## To do
Transcribe the listing below word for word.

## Excerpted records
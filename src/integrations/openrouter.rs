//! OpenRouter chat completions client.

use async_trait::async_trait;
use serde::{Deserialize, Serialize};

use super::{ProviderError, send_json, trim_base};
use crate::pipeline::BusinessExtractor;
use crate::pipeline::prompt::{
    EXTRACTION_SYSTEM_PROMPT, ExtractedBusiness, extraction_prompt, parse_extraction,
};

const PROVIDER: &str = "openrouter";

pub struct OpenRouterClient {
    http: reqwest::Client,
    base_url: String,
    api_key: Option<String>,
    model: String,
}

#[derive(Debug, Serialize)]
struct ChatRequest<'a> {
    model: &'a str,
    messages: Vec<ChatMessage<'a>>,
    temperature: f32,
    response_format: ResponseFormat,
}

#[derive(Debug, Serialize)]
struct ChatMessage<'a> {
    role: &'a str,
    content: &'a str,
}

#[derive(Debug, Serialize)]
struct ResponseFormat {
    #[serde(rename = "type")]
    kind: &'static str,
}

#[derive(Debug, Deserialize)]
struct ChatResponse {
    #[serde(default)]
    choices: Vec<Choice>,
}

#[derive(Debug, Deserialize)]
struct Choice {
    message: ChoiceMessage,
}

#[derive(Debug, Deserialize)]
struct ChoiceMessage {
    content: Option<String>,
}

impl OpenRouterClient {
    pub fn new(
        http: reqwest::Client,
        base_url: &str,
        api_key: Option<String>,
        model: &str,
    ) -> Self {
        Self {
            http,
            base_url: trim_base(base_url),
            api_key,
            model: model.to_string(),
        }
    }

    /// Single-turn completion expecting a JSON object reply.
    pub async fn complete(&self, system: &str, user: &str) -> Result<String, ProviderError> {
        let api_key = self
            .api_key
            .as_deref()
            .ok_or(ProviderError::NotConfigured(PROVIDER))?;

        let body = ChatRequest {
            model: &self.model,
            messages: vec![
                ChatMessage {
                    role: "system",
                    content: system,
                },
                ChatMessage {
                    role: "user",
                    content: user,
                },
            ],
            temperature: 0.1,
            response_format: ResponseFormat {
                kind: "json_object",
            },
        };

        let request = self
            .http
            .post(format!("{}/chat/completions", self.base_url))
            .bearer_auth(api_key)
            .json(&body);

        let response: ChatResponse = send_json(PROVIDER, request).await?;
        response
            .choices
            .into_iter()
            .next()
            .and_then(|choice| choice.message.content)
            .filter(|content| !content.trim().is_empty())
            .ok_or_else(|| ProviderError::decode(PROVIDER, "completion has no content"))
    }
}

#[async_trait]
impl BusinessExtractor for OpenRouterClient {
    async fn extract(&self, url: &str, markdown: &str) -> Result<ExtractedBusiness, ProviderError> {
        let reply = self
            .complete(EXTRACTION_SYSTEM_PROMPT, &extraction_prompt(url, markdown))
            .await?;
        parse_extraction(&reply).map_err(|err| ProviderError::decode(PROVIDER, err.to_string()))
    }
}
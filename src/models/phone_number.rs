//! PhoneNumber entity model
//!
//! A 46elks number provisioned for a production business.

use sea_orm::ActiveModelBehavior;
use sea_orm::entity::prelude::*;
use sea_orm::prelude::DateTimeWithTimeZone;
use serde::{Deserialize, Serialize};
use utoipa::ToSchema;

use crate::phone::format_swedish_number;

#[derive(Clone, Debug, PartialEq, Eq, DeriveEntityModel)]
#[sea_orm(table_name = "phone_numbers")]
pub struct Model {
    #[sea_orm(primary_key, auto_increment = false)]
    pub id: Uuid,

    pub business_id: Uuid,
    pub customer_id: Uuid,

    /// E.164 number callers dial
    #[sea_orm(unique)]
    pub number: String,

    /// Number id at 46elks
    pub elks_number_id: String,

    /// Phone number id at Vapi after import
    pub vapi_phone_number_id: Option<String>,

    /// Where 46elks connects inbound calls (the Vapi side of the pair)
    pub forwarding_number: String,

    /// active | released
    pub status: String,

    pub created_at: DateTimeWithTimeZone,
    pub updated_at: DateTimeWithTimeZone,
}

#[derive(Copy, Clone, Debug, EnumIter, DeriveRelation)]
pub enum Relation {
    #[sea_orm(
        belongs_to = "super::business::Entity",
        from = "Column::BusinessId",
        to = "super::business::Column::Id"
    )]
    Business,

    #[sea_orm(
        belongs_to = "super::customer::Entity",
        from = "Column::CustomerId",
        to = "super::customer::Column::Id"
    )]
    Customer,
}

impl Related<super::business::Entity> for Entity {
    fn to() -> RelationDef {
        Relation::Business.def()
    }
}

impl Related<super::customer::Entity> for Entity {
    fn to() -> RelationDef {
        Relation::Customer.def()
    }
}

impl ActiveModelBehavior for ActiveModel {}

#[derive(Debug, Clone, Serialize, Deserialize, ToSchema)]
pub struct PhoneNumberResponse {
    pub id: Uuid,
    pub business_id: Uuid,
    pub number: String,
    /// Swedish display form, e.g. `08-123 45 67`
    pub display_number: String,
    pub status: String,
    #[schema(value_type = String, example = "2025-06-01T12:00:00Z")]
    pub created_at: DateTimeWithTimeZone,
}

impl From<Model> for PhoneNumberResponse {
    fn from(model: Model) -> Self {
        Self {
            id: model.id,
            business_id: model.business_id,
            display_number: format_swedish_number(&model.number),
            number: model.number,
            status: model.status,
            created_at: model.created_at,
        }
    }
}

## Expected output
filename src/integrations/openrouter.rs
//! OpenRouter chat completions client.

use async_trait::async_trait;
use serde::{Deserialize, Serialize};

use super::{ProviderError, send_json, trim_base};
use crate::pipeline::BusinessExtractor;
use crate::pipeline::prompt::{
    EXTRACTION_SYSTEM_PROMPT, ExtractedBusiness, extraction_prompt, parse_extraction,
};

const PROVIDER: &str = "openrouter";

pub struct OpenRouterClient {
    http: reqwest::Client,
    base_url: String,
    api_key: Option<String>,
    model: String,
}

#[derive(Debug, Serialize)]
struct ChatRequest<'a> {
    model: &'a str,
    messages: Vec<ChatMessage<'a>>,
    temperature: f32,
    response_format: ResponseFormat,
}

#[derive(Debug, Serialize)]
struct ChatMessage<'a> {
    role: &'a str,
    content: &'a str,
}

#[derive(Debug, Serialize)]
struct ResponseFormat {
    #[serde(rename = "type")]
    kind: &'static str,
}

#[derive(Debug, Deserialize)]
struct ChatResponse {
    #[serde(default)]
    choices: Vec<Choice>,
}

#[derive(Debug, Deserialize)]
struct Choice {
    message: ChoiceMessage,
}

#[derive(Debug, Deserialize)]
struct ChoiceMessage {
    content: Option<String>,
}

impl OpenRouterClient {
    pub fn new(
        http: reqwest::Client,
        base_url: &str,
        api_key: Option<String>,
        model: &str,
    ) -> Self {
        Self {
            http,
            base_url: trim_base(base_url),
            api_key,
            model: model.to_string(),
        }
    }

    /// Single-turn completion expecting a JSON object reply.
    pub async fn complete(&self, system: &str, user: &str) -> Result<String, ProviderError> {
        let api_key = self
            .api_key
            .as_deref()
            .ok_or(ProviderError::NotConfigured(PROVIDER))?;

        let body = ChatRequest {
            model: &self.model,
            messages: vec![
                ChatMessage {
                    role: "system",
                    content: system,
                },
                ChatMessage {
                    role: "user",
                    content: user,
                },
            ],
            temperature: 0.1,
            response_format: ResponseFormat {
                kind: "json_object",
            },
        };

        let request = self
            .http
            .post(format!("{}/chat/completions", self.base_url))
            .bearer_auth(api_key)
            .json(&body);

        let response: ChatResponse = send_json(PROVIDER, request).await?;
        response
            .choices
            .into_iter()
            .next()
            .and_then(|choice| choice.message.content)
            .filter(|content| !content.trim().is_empty())
            .ok_or_else(|| ProviderError::decode(PROVIDER, "completion has no content"))
    }
}

#[async_trait]
impl BusinessExtractor for OpenRouterClient {
    async fn extract(&self, url: &str, markdown: &str) -> Result<ExtractedBusiness, ProviderError> {
        let reply = self
            .complete(EXTRACTION_SYSTEM_PROMPT, &extraction_prompt(url, markdown))
            .await?;
        parse_extraction(&reply).map_err(|err| ProviderError::decode(PROVIDER, err.to_string()))
    }
}
filename src/models/phone_number.rs
//! PhoneNumber entity model
//!
//! A 46elks number provisioned for a production business.

use sea_orm::ActiveModelBehavior;
use sea_orm::entity::prelude::*;
use sea_orm::prelude::DateTimeWithTimeZone;
use serde::{Deserialize, Serialize};
use utoipa::ToSchema;

use crate::phone::format_swedish_number;

#[derive(Clone, Debug, PartialEq, Eq, DeriveEntityModel)]
#[sea_orm(table_name = "phone_numbers")]
pub struct Model {
    #[sea_orm(primary_key, auto_increment = false)]
    pub id: Uuid,

    pub business_id: Uuid,
    pub customer_id: Uuid,

    /// E.164 number callers dial
    #[sea_orm(unique)]
    pub number: String,

    /// Number id at 46elks
    pub elks_number_id: String,

    /// Phone number id at Vapi after import
    pub vapi_phone_number_id: Option<String>,

    /// Where 46elks connects inbound calls (the Vapi side of the pair)
    pub forwarding_number: String,

    /// active | released
    pub status: String,

    pub created_at: DateTimeWithTimeZone,
    pub updated_at: DateTimeWithTimeZone,
}

#[derive(Copy, Clone, Debug, EnumIter, DeriveRelation)]
pub enum Relation {
    #[sea_orm(
        belongs_to = "super::business::Entity",
        from = "Column::BusinessId",
        to = "super::business::Column::Id"
    )]
    Business,

    #[sea_orm(
        belongs_to = "super::customer::Entity",
        from = "Column::CustomerId",
        to = "super::customer::Column::Id"
    )]
    Customer,
}

impl Related<super::business::Entity> for Entity {
    fn to() -> RelationDef {
        Relation::Business.def()
    }
}

impl Related<super::customer::Entity> for Entity {
    fn to() -> RelationDef {
        Relation::Customer.def()
    }
}

impl ActiveModelBehavior for ActiveModel {}

#[derive(Debug, Clone, Serialize, Deserialize, ToSchema)]
pub struct PhoneNumberResponse {
    pub id: Uuid,
    pub business_id: Uuid,
    pub number: String,
    /// Swedish display form, e.g. `08-123 45 67`
    pub display_number: String,
    pub status: String,
    #[schema(value_type = String, example = "2025-06-01T12:00:00Z")]
    pub created_at: DateTimeWithTimeZone,
}

impl From<Model> for PhoneNumberResponse {
    fn from(model: Model) -> Self {
        Self {
            id: model.id,
            business_id: model.business_id,
            display_number: format_swedish_number(&model.number),
            number: model.number,
            status: model.status,
            created_at: model.created_at,
        }
    }
}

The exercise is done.